Almost two months after the European Parliament's Committee on Budgets has adopted the two initiative reports on the Position on the Multiannual Financial Framework (MFF) and the Reform of the European Union’s System of own resources, the plenum too has adopted both reports with a large majority on March 14. In doing so, Parliament has underpinned its perspective as to how it imagines the Multiannual Financial Framework post 2021: the EU shall be provided with sufficient funds to enable it to meet future challenges. By increasing its own resources, the EU Budget shall be less strongly bound to national budgets.
During the final debate on the initiative report by Jan Olbrycht (EPP) and Isabelle Thomas (S&D) on the Position of Parliament on the Multiannual Financial Framework (MFF) as well as on the report by Gerard Deprez (ALDE) and Janusz Lewandowski (EPP) on the Reform of the European Union's System of own resources, the representatives of the two largest factions in the EU Parliament, EPP and S&D, agreed: the EU needs a solid budget for the challenges, which it will have to meet over the coming years.
An important indicator in the discussion on the MFF is the total amount of the MFF in relation to the Gross National Income (GNI) of the Member States: whilst the EU Budget in the current Financial Framework is almost exactly 1 % of GNI, a majority in Parliament demands an increase to 1.3 %. The rapporteurs justified the demand for this significant increase by arguing that in order to continue the Common Agricultural Policy and the Cohesion Policy, which so far accounted for more than 70 % of expenditure, one would also require funds in future. In addition there are important policy areas such as Erasmus+, COSME as well as the research policy, whose funds shall be increased. Apart from that, the rapporteurs emphasise the new challenges of the EU in respect of security and defence, which, from Parliament’s point of view would result in a necessary increase to 1.3 % of the Gross National Income.

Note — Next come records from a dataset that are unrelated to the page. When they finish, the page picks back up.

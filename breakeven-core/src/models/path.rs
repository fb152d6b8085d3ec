//! Dotted field paths into the business model.
//!
//! A path has exactly four segments: `<group>.<section>.<item>.<field>`,
//! e.g. `costs.personnel.exp-barista-40h.salary` or
//! `revenue.daily.high-season-daily.occupancy`. Item keys never contain
//! dots.

use std::fmt;
use std::str::FromStr;

use serde::{Deserialize, Serialize};
use thiserror::Error;

use super::cost_items::{MonthlyCost, PersonnelCost};
use super::field::{FieldKind, Fields};
use super::revenue_items::{DailyRevenue, FixedEvent, TicketedEvent};

/// Errors produced while resolving a dotted path.
#[derive(Debug, Error, PartialEq, Eq)]
pub enum PathError {
    /// The path does not have the `<group>.<section>.<item>.<field>` shape.
    #[error("malformed field path '{0}'")]
    Malformed(String),

    /// The `<group>.<section>` prefix names no section.
    #[error("unknown section '{0}'")]
    UnknownSection(String),

    /// The section has no line item with this key.
    #[error("section '{section}' has no item '{item}'")]
    UnknownItem { section: Section, item: String },

    /// The section's line items have no such field.
    #[error("section '{section}' has no field '{field}'")]
    UnknownField { section: Section, field: String },
}

/// The six keyed mappings of the model.
#[derive(Debug, Clone, Copy, PartialEq, Eq, Hash, Serialize, Deserialize)]
#[serde(rename_all = "lowercase")]
pub enum Section {
    Personnel,
    Goods,
    Operating,
    Daily,
    Ticketed,
    Fixed,
}

impl Section {
    /// Flatten order.
    pub const ALL: [Section; 6] = [
        Section::Personnel,
        Section::Goods,
        Section::Operating,
        Section::Daily,
        Section::Ticketed,
        Section::Fixed,
    ];

    pub fn group(&self) -> &'static str {
        match self {
            Self::Personnel | Self::Goods | Self::Operating => "costs",
            Self::Daily | Self::Ticketed | Self::Fixed => "revenue",
        }
    }

    pub fn name(&self) -> &'static str {
        match self {
            Self::Personnel => "personnel",
            Self::Goods => "goods",
            Self::Operating => "operating",
            Self::Daily => "daily",
            Self::Ticketed => "ticketed",
            Self::Fixed => "fixed",
        }
    }

    /// Dotted prefix shared by every path in the section.
    pub fn prefix(&self) -> String {
        format!("{}.{}", self.group(), self.name())
    }

    pub fn parse(
        group: &str,
        name: &str,
    ) -> Option<Self> {
        Self::ALL
            .into_iter()
            .find(|section| section.group() == group && section.name() == name)
    }

    /// Looks a section up by its bare name, e.g. `personnel` or `ticketed`.
    /// Names are unique across both groups.
    pub fn from_name(name: &str) -> Option<Self> {
        Self::ALL.into_iter().find(|section| section.name() == name)
    }

    /// Storage type of `field` for line items of this section.
    pub fn field_kind(
        &self,
        field: &str,
    ) -> Option<FieldKind> {
        match self {
            Self::Personnel => PersonnelCost::field_kind(field),
            Self::Goods | Self::Operating => MonthlyCost::field_kind(field),
            Self::Daily => DailyRevenue::field_kind(field),
            Self::Ticketed => TicketedEvent::field_kind(field),
            Self::Fixed => FixedEvent::field_kind(field),
        }
    }
}

impl fmt::Display for Section {
    fn fmt(
        &self,
        f: &mut fmt::Formatter<'_>,
    ) -> fmt::Result {
        write!(f, "{}.{}", self.group(), self.name())
    }
}

/// The two operating periods.
#[derive(Debug, Clone, Copy, PartialEq, Eq, Hash, Serialize, Deserialize)]
pub enum Season {
    High,
    Winter,
}

impl Season {
    pub const ALL: [Season; 2] = [Season::High, Season::Winter];

    /// Item key of the season's entry in `revenue.daily`.
    pub fn daily_key(&self) -> &'static str {
        match self {
            Self::High => "high-season-daily",
            Self::Winter => "winter-season-daily",
        }
    }

    pub fn from_daily_key(key: &str) -> Option<Self> {
        Self::ALL.into_iter().find(|season| season.daily_key() == key)
    }

    /// Short tag used in display target names.
    pub fn tag(&self) -> &'static str {
        match self {
            Self::High => "hs",
            Self::Winter => "ws",
        }
    }
}

/// A validated-shape path to one leaf field.
///
/// Parsing checks the section and that the field exists for the section;
/// whether the item key exists is only known against a concrete model.
#[derive(Debug, Clone, PartialEq, Eq, Hash)]
pub struct FieldPath {
    pub section: Section,
    pub item: String,
    pub field: String,
}

impl FieldPath {
    /// Builds a path from the parts an edit source delivers.
    pub fn new(
        section: Section,
        item: &str,
        field: &str,
    ) -> Result<Self, PathError> {
        if item.is_empty() || item.contains('.') {
            return Err(PathError::Malformed(format!("{section}.{item}.{field}")));
        }
        if section.field_kind(field).is_none() {
            return Err(PathError::UnknownField {
                section,
                field: field.to_string(),
            });
        }
        Ok(Self {
            section,
            item: item.to_string(),
            field: field.to_string(),
        })
    }

    pub fn kind(&self) -> FieldKind {
        // `new` and `from_str` only admit fields the section knows.
        self.section.field_kind(&self.field).unwrap_or(FieldKind::Text)
    }

}

/// Name of the display-text field every line item carries.
const LABEL_FIELD: &str = "label";

/// Whether the dotted `key` ends in the label field.
pub fn is_label_key(key: &str) -> bool {
    key.rsplit('.').next() == Some(LABEL_FIELD)
}

impl FromStr for FieldPath {
    type Err = PathError;

    fn from_str(s: &str) -> Result<Self, Self::Err> {
        let segments: Vec<&str> = s.trim().split('.').collect();
        let [group, name, item, field] = segments.as_slice() else {
            return Err(PathError::Malformed(s.to_string()));
        };
        if [group, name, item, field].iter().any(|seg| seg.is_empty()) {
            return Err(PathError::Malformed(s.to_string()));
        }
        let section = Section::parse(group, name)
            .ok_or_else(|| PathError::UnknownSection(format!("{group}.{name}")))?;
        Self::new(section, item, field)
    }
}

impl fmt::Display for FieldPath {
    fn fmt(
        &self,
        f: &mut fmt::Formatter<'_>,
    ) -> fmt::Result {
        write!(f, "{}.{}.{}", self.section, self.item, self.field)
    }
}

#[cfg(test)]
mod tests {
    use pretty_assertions::assert_eq;

    use super::*;

    #[test]
    fn parse_personnel_path() {
        let path: FieldPath = "costs.personnel.exp-barista-40h.salary".parse().unwrap();

        assert_eq!(path.section, Section::Personnel);
        assert_eq!(path.item, "exp-barista-40h");
        assert_eq!(path.field, "salary");
        assert_eq!(path.kind(), FieldKind::Number);
    }

    #[test]
    fn display_round_trips_the_dotted_form() {
        let text = "revenue.daily.winter-season-daily.openDays";
        let path: FieldPath = text.parse().unwrap();

        assert_eq!(path.to_string(), text);
    }

    #[test]
    fn parse_rejects_wrong_segment_count() {
        let result = "costs.personnel.salary".parse::<FieldPath>();

        assert_eq!(
            result,
            Err(PathError::Malformed("costs.personnel.salary".to_string()))
        );
    }

    #[test]
    fn parse_rejects_empty_segment() {
        assert!(matches!(
            "costs..rent.monthly".parse::<FieldPath>(),
            Err(PathError::Malformed(_))
        ));
    }

    #[test]
    fn parse_rejects_section_in_wrong_group() {
        let result = "revenue.goods.cogs.monthly".parse::<FieldPath>();

        assert_eq!(
            result,
            Err(PathError::UnknownSection("revenue.goods".to_string()))
        );
    }

    #[test]
    fn parse_rejects_field_unknown_to_section() {
        let result = "revenue.fixed.small-weddings.guests".parse::<FieldPath>();

        assert_eq!(
            result,
            Err(PathError::UnknownField {
                section: Section::Fixed,
                field: "guests".to_string(),
            })
        );
    }

    #[test]
    fn label_paths_are_text() {
        let path: FieldPath = "costs.goods.cogs.label".parse().unwrap();

        assert!(is_label_key(&path.to_string()));
        assert_eq!(path.kind(), FieldKind::Text);
    }

    #[test]
    fn label_key_matches_last_segment_only() {
        assert!(is_label_key("revenue.fixed.small-weddings.label"));
        assert!(!is_label_key("costs.goods.label-printing.monthly"));
        assert!(!is_label_key("revenue.daily.high-season-daily.seats"));
    }

    #[test]
    fn from_name_finds_section_without_group() {
        assert_eq!(Section::from_name("ticketed"), Some(Section::Ticketed));
        assert_eq!(Section::from_name("operating"), Some(Section::Operating));
        assert_eq!(Section::from_name("costs.goods"), None);
        assert_eq!(Section::from_name("events"), None);
    }

    #[test]
    fn season_daily_keys_round_trip() {
        for season in Season::ALL {
            assert_eq!(Season::from_daily_key(season.daily_key()), Some(season));
        }
        assert_eq!(Season::from_daily_key("spring-daily"), None);
    }
}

With regard to income, the issue of own resources will present the EU with intensive discussions. Parliament here too has taken a clear stance: currently, the EU Budget consists of about 70 % contributions by the national states. According to Parliament’s point of view, this share shall be reduced by providing options for new own resources, which are directly related to the European Added Value. Rapporteur Deprez for example pointed out that Parliament would not agree to a Multiannual Financial Framework, if no opportunities for new own resources would be provided for. The currently granted rebates for Member States shall also be cancelled.
Commissioner Günther Oettinger, who is in charge of the EU Budget, pointed out in Parliament that Commission and Parliament would largely agree on many aspects. He could imagine a budget cap of 1.3 %. However, the Commission will probably suggest a figure between 1.1 and 1.2 %. He emphasised the importance of the cohesion programmes to reduce the economic differences with the Union: whilst the Gross Domestic Product in the EU 28 is on average 28,000 Euro per capita, it is just a tenth in Bulgaria. Commissioner Oettinger regards it as unacceptable for this gap to continue, a reason why cohesion programmes were needed.
From employee point of view, measures to reduce economic and social differences have to be welcomed. In particular direct investments in people and their living conditions, above all education, healthcare, equality and social inclusion, have to be supported and expanded. Further priorities have to be the continuation of the Youth Guarantee and targeted measures to integrate refugees – in particular in the labour market.
In its Position on the European Structural policy post 2021 and the Multiannual Financial Framework, the German Trade Union Confederation (DGB) also declares that the EU Budget had not to be weakened but strengthened. He is opposed to cuts in respect of current social and structural policy responsibilities and the cohesion policy respectively. In doing so, he criticises that until now Europe’s industrial and structural policy challenges had been given insufficient consideration. From the point of view of the DGB, financing through Public-Private-Partnership projects (PPP) should also be rejected because tax payers would be liable in form of loss compensation and loan loss guarantees respectively.
The Commission’s concrete proposal on the structure of the MFF will be presented on 2 May 2018.